* [Task to carry out]: Please take the lines from the one holding "let mut rng = StdRng::seed_from_u64(seed);" through the one holding "assert!(partitions.iter().all(|p| !p.is_empty()));" in the data below and copy them exactly.

[Collected data]

Start of Block

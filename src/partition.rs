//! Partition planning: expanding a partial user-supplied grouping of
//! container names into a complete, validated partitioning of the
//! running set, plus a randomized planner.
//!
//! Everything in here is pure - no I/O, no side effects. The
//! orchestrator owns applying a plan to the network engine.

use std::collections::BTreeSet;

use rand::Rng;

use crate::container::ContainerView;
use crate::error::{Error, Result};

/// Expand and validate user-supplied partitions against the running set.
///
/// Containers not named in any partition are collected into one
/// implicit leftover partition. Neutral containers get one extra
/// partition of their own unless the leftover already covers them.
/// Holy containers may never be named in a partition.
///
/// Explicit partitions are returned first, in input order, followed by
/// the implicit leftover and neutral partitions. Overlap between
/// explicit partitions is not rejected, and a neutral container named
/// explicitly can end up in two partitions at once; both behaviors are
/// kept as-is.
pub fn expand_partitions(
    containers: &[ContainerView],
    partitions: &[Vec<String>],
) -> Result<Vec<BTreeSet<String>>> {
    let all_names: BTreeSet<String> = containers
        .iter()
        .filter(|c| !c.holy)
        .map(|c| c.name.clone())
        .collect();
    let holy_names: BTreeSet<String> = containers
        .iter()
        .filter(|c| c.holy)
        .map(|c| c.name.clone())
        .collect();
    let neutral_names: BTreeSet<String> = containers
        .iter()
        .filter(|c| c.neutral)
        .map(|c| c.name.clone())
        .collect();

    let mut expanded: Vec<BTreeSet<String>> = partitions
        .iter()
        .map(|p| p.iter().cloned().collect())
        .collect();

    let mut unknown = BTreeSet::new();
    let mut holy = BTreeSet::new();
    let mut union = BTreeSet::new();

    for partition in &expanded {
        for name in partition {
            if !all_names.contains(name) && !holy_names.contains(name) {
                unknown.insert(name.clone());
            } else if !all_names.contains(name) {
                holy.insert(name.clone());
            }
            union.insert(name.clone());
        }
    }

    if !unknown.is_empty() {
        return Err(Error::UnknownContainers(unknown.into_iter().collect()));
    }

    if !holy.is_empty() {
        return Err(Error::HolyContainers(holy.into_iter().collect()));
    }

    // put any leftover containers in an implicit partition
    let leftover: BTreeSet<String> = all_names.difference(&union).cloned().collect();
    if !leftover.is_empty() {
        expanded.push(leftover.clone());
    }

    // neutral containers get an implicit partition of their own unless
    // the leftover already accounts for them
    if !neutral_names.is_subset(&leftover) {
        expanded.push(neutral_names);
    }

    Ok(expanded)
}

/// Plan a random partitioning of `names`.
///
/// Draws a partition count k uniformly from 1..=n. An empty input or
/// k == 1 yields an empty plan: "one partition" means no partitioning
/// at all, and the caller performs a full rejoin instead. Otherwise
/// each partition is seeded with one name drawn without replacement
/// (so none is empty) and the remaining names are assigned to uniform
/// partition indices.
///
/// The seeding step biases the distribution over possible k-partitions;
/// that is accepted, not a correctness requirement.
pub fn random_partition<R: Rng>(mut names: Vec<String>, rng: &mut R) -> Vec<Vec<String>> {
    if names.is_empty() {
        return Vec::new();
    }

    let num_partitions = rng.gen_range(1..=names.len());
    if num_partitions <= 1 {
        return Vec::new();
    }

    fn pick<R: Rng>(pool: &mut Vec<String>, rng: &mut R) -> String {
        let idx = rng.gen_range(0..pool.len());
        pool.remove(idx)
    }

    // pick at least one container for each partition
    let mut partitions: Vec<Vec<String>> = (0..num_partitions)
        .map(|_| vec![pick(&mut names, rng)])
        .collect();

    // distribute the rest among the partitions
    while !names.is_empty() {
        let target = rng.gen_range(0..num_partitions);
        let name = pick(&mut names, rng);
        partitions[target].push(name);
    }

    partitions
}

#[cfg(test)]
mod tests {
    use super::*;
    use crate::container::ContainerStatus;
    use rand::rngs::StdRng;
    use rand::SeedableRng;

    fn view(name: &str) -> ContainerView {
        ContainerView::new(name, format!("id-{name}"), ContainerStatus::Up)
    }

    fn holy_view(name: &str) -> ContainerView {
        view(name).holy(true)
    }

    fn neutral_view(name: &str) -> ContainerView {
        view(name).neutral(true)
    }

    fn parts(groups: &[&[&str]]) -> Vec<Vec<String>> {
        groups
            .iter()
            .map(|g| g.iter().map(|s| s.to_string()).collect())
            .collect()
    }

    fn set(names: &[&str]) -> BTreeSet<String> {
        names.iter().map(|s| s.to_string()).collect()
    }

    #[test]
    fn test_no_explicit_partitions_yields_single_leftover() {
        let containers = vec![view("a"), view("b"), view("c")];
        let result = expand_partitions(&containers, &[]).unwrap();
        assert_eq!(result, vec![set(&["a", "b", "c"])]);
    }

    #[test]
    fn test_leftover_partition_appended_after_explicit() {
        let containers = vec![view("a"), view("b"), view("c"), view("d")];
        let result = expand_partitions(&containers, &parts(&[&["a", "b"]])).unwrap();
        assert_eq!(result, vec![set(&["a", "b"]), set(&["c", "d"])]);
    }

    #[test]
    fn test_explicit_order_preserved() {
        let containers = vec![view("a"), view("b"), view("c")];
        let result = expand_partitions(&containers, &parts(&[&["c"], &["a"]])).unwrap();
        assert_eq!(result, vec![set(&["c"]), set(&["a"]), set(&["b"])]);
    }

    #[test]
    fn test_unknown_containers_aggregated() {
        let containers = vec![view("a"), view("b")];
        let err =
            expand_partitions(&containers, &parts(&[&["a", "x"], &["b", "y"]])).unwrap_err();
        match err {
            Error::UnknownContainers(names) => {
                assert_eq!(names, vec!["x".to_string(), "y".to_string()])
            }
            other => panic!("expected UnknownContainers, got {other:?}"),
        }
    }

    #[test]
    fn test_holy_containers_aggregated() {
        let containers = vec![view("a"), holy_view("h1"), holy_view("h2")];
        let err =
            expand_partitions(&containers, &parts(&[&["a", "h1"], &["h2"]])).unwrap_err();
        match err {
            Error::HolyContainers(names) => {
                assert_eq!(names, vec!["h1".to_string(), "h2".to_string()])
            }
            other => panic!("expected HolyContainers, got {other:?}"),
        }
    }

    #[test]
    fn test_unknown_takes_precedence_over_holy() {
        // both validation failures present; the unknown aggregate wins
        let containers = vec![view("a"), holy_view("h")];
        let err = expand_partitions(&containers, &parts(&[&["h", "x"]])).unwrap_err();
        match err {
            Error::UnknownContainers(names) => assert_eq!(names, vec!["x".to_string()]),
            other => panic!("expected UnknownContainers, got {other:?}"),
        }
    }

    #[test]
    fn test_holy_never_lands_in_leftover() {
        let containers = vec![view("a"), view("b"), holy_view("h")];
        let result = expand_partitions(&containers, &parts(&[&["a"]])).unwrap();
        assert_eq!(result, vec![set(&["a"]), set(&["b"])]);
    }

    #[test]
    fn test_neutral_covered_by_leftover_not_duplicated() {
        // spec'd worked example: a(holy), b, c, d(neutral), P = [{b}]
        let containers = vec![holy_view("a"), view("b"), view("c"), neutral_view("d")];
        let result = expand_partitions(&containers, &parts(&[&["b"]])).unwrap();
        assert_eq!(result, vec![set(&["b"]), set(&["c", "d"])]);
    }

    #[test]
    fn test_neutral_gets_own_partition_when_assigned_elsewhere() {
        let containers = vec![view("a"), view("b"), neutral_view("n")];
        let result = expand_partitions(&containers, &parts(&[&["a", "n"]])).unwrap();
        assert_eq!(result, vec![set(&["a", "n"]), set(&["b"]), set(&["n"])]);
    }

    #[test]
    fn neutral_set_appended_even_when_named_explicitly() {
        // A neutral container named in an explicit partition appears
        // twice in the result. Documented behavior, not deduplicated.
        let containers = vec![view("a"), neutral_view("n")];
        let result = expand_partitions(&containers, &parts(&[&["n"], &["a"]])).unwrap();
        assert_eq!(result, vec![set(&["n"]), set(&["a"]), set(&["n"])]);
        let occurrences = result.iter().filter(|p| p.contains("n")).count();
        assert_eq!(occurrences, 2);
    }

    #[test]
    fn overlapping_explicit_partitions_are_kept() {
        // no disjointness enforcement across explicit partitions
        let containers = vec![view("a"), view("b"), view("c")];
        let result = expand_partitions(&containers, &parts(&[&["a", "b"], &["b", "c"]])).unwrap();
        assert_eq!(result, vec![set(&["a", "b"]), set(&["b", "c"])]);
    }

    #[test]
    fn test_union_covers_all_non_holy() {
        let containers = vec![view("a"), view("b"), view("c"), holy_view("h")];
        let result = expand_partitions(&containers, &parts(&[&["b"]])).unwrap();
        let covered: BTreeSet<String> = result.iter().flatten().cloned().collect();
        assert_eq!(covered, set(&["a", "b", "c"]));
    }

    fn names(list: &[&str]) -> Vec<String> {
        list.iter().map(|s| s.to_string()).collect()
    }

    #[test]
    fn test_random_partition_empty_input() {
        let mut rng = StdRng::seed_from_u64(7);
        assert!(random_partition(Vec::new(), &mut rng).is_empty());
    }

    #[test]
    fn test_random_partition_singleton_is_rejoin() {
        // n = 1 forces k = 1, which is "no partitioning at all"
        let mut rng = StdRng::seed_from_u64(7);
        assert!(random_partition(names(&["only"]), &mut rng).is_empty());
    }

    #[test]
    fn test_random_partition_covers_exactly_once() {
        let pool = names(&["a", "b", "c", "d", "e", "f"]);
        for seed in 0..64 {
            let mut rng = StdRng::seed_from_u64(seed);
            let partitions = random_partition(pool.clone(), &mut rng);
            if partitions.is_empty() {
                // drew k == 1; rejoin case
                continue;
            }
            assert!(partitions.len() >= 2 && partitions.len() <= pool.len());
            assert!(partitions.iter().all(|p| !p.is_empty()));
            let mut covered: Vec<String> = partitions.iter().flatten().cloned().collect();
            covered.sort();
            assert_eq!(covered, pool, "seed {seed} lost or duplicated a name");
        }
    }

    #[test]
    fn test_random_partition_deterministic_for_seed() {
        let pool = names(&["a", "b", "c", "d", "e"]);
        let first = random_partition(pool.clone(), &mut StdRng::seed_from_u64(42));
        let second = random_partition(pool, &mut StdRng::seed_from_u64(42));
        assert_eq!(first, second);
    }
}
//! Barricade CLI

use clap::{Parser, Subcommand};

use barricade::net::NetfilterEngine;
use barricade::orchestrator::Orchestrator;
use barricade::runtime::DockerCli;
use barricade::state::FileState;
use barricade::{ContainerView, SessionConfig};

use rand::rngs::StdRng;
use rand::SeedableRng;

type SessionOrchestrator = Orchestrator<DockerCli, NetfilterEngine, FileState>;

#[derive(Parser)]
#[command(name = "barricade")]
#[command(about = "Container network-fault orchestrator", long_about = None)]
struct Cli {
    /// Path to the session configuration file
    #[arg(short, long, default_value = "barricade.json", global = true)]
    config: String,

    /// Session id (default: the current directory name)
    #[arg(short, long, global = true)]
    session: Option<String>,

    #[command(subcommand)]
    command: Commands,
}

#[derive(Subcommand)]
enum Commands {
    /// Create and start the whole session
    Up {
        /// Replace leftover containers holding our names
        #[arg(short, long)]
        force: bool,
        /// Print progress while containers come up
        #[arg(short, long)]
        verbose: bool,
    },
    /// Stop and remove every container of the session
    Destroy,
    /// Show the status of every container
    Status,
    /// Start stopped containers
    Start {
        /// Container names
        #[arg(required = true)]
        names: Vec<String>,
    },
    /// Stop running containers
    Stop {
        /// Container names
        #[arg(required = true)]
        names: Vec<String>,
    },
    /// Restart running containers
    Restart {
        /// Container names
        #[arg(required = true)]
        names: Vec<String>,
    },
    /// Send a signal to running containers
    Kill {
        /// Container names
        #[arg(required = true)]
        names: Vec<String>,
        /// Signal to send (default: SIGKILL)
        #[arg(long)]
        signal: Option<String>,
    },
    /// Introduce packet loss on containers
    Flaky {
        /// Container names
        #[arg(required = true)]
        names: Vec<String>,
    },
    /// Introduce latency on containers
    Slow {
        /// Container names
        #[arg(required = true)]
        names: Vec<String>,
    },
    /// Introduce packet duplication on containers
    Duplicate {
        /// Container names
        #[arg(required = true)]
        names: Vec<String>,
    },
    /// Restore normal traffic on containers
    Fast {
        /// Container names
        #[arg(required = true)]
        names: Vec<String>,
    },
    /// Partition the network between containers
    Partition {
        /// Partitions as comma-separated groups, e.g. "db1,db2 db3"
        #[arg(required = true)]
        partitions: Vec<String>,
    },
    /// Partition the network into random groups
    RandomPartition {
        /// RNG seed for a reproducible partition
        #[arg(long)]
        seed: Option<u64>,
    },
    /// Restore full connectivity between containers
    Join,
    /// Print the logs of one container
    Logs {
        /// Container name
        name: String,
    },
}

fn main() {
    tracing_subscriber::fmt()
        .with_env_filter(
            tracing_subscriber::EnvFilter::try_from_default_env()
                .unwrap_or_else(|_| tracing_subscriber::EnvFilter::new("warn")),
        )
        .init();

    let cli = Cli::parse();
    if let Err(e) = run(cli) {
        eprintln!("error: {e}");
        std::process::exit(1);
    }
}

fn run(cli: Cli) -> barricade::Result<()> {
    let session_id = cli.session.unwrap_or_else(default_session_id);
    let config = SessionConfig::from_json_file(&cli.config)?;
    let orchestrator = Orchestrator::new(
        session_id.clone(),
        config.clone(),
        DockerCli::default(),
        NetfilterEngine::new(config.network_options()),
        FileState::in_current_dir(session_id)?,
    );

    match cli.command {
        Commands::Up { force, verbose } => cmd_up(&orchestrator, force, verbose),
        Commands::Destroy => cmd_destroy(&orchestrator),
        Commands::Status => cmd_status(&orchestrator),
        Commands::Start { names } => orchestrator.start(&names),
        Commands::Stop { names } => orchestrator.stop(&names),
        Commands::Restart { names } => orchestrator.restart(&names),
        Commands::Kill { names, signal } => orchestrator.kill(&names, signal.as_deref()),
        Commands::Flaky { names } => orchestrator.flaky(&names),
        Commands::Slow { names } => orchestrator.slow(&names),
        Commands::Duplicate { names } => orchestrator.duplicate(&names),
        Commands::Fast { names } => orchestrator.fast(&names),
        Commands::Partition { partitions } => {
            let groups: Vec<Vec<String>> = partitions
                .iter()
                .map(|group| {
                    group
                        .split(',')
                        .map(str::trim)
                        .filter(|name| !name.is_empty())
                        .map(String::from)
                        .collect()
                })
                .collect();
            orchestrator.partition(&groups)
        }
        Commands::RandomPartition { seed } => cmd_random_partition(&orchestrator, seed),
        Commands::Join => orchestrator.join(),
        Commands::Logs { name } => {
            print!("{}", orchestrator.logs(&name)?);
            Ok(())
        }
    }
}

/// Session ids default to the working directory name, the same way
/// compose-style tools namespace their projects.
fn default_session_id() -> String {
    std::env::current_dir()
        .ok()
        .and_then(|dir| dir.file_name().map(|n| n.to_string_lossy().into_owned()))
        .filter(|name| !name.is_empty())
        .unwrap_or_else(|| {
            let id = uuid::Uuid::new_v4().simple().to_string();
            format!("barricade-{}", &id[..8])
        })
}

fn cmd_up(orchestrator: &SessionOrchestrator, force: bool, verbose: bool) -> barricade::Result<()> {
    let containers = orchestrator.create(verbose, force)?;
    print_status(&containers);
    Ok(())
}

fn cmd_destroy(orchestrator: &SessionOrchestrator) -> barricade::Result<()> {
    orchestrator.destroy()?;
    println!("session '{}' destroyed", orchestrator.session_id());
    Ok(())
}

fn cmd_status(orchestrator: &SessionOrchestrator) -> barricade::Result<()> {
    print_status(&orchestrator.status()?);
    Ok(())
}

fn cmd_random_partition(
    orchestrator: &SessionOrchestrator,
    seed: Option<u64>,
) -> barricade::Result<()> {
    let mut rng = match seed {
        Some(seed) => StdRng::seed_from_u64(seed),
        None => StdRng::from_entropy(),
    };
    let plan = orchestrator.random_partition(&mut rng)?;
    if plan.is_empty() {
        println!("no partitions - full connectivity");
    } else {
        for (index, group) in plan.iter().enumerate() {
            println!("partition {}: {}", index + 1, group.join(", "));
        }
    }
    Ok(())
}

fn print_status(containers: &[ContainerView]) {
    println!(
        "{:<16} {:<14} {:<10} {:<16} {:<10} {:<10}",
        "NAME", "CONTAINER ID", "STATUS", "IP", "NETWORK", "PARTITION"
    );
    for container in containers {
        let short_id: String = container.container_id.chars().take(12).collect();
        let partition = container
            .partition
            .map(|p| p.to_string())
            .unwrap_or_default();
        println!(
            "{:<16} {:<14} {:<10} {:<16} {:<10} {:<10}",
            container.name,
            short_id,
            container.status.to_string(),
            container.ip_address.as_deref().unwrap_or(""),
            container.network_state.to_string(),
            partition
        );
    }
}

End of Block

* [Written reply]:
            let mut rng = StdRng::seed_from_u64(seed);
            let partitions = random_partition(pool.clone(), &mut rng);
            if partitions.is_empty() {
                // drew k == 1; rejoin case
                continue;
            }
            assert!(partitions.len() >= 2 && partitions.len() <= pool.len());
            assert!(partitions.iter().all(|p| !p.is_empty()));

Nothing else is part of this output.